** DATA TO PROCESS follows **

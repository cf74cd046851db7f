// Copyright (C) 2025 SyncMyOrders Sp. z o.o.
// SPDX-License-Identifier: AGPL-3.0-or-later
//! Deployed partitions.

use std::sync::Arc;

use tracing::debug;

use crate::app::App;
use crate::borrowed::BorrowedPartition;
use crate::error::{Error, Result};
use crate::limits::Limiter;
use crate::processors::PartitionProcessors;
use crate::types::{CallerKind, PartitionId};

/// One activated partition of an application.
pub(crate) struct Partition {
    app: Arc<App>,
    id: PartitionId,
    processors: Arc<PartitionProcessors>,
    limiter: Arc<dyn Limiter>,
}

impl Partition {
    pub(crate) fn new(
        app: Arc<App>,
        id: PartitionId,
        processors: Arc<PartitionProcessors>,
        limiter: Arc<dyn Limiter>,
    ) -> Self {
        Self {
            app,
            id,
            processors,
            limiter,
        }
    }

    pub(crate) fn processors(&self) -> &Arc<PartitionProcessors> {
        &self.processors
    }

    /// Borrow one engine set of `kind` from the current version. Never waits.
    pub(crate) fn borrow(&self, kind: CallerKind) -> Result<BorrowedPartition> {
        let version = self.app.version();
        let engines = version
            .pool(kind)
            .borrow()
            .map_err(|_| Error::NotEnoughEngines {
                app: self.app.name().clone(),
                partition: self.id,
                kind,
            })?;

        debug!(
            app = %self.app.name(),
            partition = %self.id,
            kind = %kind,
            version = version.structs().version(),
            "Partition borrowed"
        );

        Ok(BorrowedPartition::new(
            self.app.name().clone(),
            self.id,
            kind,
            version,
            engines,
            self.limiter.clone(),
        ))
    }
}
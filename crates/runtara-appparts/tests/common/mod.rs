// Copyright (C) 2025 SyncMyOrders Sp. z o.o.
// SPDX-License-Identifier: AGPL-3.0-or-later
//! Common test infrastructure for runtara-appparts integration tests.
//!
//! Provides recording runners, a tokio-driven clock and a TestContext that
//! wires a registry with mock engines.

#![allow(dead_code)]

use std::collections::HashMap;
use std::sync::{Arc, Mutex};
use std::time::Duration;

use async_trait::async_trait;
use chrono::{DateTime, TimeZone, Utc};
use tokio_util::sync::CancellationToken;

use runtara_appparts::clock::Clock;
use runtara_appparts::engines::{EngineFactories, Intents, MockEngineFactory};
use runtara_appparts::registry::{AppPartitions, Collaborators};
use runtara_appparts::runners::{ActualizerRunner, SchedulerRunner};
use runtara_appparts::scheduler::{IntentsApplier, JobContext};
use runtara_appparts::{AppQName, EngineKind, PartitionId, QName, WorkspaceId};

/// Install a tracing subscriber honoring `RUST_LOG`. Safe to call repeatedly.
pub fn init_tracing() {
    let _ = tracing_subscriber::fmt()
        .with_env_filter(tracing_subscriber::EnvFilter::from_default_env())
        .with_test_writer()
        .try_init();
}

/// Key of one running background processor instance.
#[derive(Debug, Clone, PartialEq, Eq, Hash)]
pub struct RunKey {
    pub app: AppQName,
    pub partition: PartitionId,
    pub workspace: Option<WorkspaceId>,
    pub name: QName,
}

/// Records which processors are running right now.
#[derive(Debug, Default, Clone)]
pub struct RunningSet {
    running: Arc<Mutex<HashMap<RunKey, usize>>>,
    started_total: Arc<Mutex<usize>>,
}

impl RunningSet {
    fn enter(&self, key: RunKey) {
        *self.running.lock().unwrap().entry(key).or_insert(0) += 1;
        *self.started_total.lock().unwrap() += 1;
    }

    fn leave(&self, key: &RunKey) {
        let mut running = self.running.lock().unwrap();
        if let Some(n) = running.get_mut(key) {
            *n -= 1;
            if *n == 0 {
                running.remove(key);
            }
        }
    }

    /// Sorted names running in `partition` of `app`.
    pub fn names(&self, app: &AppQName, partition: PartitionId) -> Vec<QName> {
        let mut names: Vec<QName> = self
            .running
            .lock()
            .unwrap()
            .keys()
            .filter(|k| &k.app == app && k.partition == partition)
            .map(|k| k.name.clone())
            .collect();
        names.sort();
        names.dedup();
        names
    }

    /// Number of running processor instances.
    pub fn total(&self) -> usize {
        self.running.lock().unwrap().values().sum()
    }

    /// Number of processor instances ever started.
    pub fn started_total(&self) -> usize {
        *self.started_total.lock().unwrap()
    }

    /// Largest number of instances of one key running at the same time.
    pub fn max_instances(&self) -> usize {
        self.running.lock().unwrap().values().copied().max().unwrap_or(0)
    }
}

/// Actualizer runner that idles until cancelled.
#[derive(Debug, Default, Clone)]
pub struct MockActualizers {
    pub running: RunningSet,
}

#[async_trait]
impl ActualizerRunner for MockActualizers {
    async fn new_and_run(
        &self,
        token: CancellationToken,
        app: AppQName,
        partition: PartitionId,
        projector: QName,
    ) {
        let key = RunKey {
            app,
            partition,
            workspace: None,
            name: projector,
        };
        self.running.enter(key.clone());
        token.cancelled().await;
        self.running.leave(&key);
    }
}

/// Scheduler runner that idles until cancelled, once per workspace.
#[derive(Debug, Default, Clone)]
pub struct MockSchedulers {
    pub running: RunningSet,
}

#[async_trait]
impl SchedulerRunner for MockSchedulers {
    async fn new_and_run(
        &self,
        token: CancellationToken,
        app: AppQName,
        partition: PartitionId,
        _workspace_index: usize,
        workspace: WorkspaceId,
        job: QName,
    ) {
        let key = RunKey {
            app,
            partition,
            workspace: Some(workspace),
            name: job,
        };
        self.running.enter(key.clone());
        token.cancelled().await;
        self.running.leave(&key);
    }
}

/// Clock following tokio time, so paused tests control it.
pub struct TokioClock {
    base: DateTime<Utc>,
    start: tokio::time::Instant,
}

impl TokioClock {
    /// Clock reading `base` now. Must be created inside a tokio runtime.
    pub fn starting_at(base: DateTime<Utc>) -> Self {
        Self {
            base,
            start: tokio::time::Instant::now(),
        }
    }

    /// Clock starting at 2025-01-01T00:00:00Z.
    pub fn new() -> Self {
        Self::starting_at(Utc.with_ymd_and_hms(2025, 1, 1, 0, 0, 0).unwrap())
    }
}

impl Clock for TokioClock {
    fn now(&self) -> DateTime<Utc> {
        let elapsed = chrono::Duration::from_std(self.start.elapsed())
            .unwrap_or_else(|_| chrono::Duration::zero());
        self.base + elapsed
    }
}

/// Intents applier recording every applied batch.
#[derive(Debug, Default, Clone)]
pub struct RecordingIntents {
    applied: Arc<Mutex<Vec<(JobContext, usize)>>>,
}

impl RecordingIntents {
    /// Applied batches as (job context, intent count).
    pub fn applied(&self) -> Vec<(JobContext, usize)> {
        self.applied.lock().unwrap().clone()
    }
}

#[async_trait]
impl IntentsApplier for RecordingIntents {
    async fn apply(&self, job: &JobContext, intents: Intents) -> runtara_appparts::Result<()> {
        self.applied.lock().unwrap().push((job.clone(), intents.len()));
        Ok(())
    }
}

/// Registry with mock engines and recording runners.
pub struct TestContext {
    pub root: CancellationToken,
    pub engines: MockEngineFactory,
    pub actualizers: MockActualizers,
    pub schedulers: MockSchedulers,
    pub parts: Arc<AppPartitions>,
}

impl TestContext {
    /// Registry using the recording scheduler runner.
    pub fn new() -> Self {
        let schedulers = MockSchedulers::default();
        Self::with_schedulers(schedulers.clone(), Arc::new(schedulers))
    }

    /// Registry using `runner` for jobs. `schedulers` is kept for inspection only.
    pub fn with_schedulers(schedulers: MockSchedulers, runner: Arc<dyn SchedulerRunner>) -> Self {
        init_tracing();
        let root = CancellationToken::new();
        let engines = MockEngineFactory::new(EngineKind::Builtin);
        let actualizers = MockActualizers::default();

        let parts = AppPartitions::new(
            root.clone(),
            Collaborators::new(
                EngineFactories::new().with(Arc::new(engines.clone())),
                Arc::new(actualizers.clone()),
                runner,
            ),
            Duration::from_millis(5),
        );

        Self {
            root,
            engines,
            actualizers,
            schedulers,
            parts,
        }
    }

    /// Cancel every processor and wait until they are gone.
    pub async fn shutdown(&self) {
        self.root.cancel();
        assert!(
            self.parts
                .wait_processors_drained(Duration::from_secs(5))
                .await,
            "processors did not drain"
        );
    }
}

/// Poll `cond` until it holds or `timeout` elapses.
pub async fn wait_until(timeout: Duration, mut cond: impl FnMut() -> bool) -> bool {
    let deadline = tokio::time::Instant::now() + timeout;
    loop {
        if cond() {
            return true;
        }
        if tokio::time::Instant::now() >= deadline {
            return false;
        }
        tokio::time::sleep(Duration::from_millis(5)).await;
    }
}

/// Partition ids `0..n`.
pub fn partition_ids(n: u16) -> Vec<PartitionId> {
    (0..n).map(PartitionId).collect()
}
// Copyright (C) 2025 SyncMyOrders Sp. z o.o.
// SPDX-License-Identifier: AGPL-3.0-or-later
//! Rate limiter seam consulted by borrowed partitions.

use std::fmt;

use crate::types::{QName, WorkspaceId};

/// Operation checked against rate limits.
#[derive(Debug, Clone, Copy, PartialEq, Eq, Hash)]
pub enum OperationKind {
    /// Command or query execution.
    Execute,
    /// Record or view read.
    Select,
    /// Record insert.
    Insert,
    /// Record update.
    Update,
}

impl fmt::Display for OperationKind {
    fn fmt(&self, f: &mut fmt::Formatter<'_>) -> fmt::Result {
        let s = match self {
            OperationKind::Execute => "execute",
            OperationKind::Select => "select",
            OperationKind::Insert => "insert",
            OperationKind::Update => "update",
        };
        f.write_str(s)
    }
}

/// Rate limiter.
pub trait Limiter: Send + Sync {
    /// Returns the violated rule name when the operation exceeds a limit.
    fn exceeded(
        &self,
        resource: &QName,
        operation: OperationKind,
        workspace: WorkspaceId,
        remote_addr: &str,
    ) -> Option<String>;
}

/// Limiter that never limits anything.
#[derive(Debug, Clone, Copy, Default)]
pub struct NoLimits;

impl Limiter for NoLimits {
    fn exceeded(&self, _: &QName, _: OperationKind, _: WorkspaceId, _: &str) -> Option<String> {
        None
    }
}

** End of DATA TO PROCESS **

* EXERCISE GOAL:
A single number is needed: the count of lines in the records that contain "NoLimits".

* YOUR SOLUTION:
2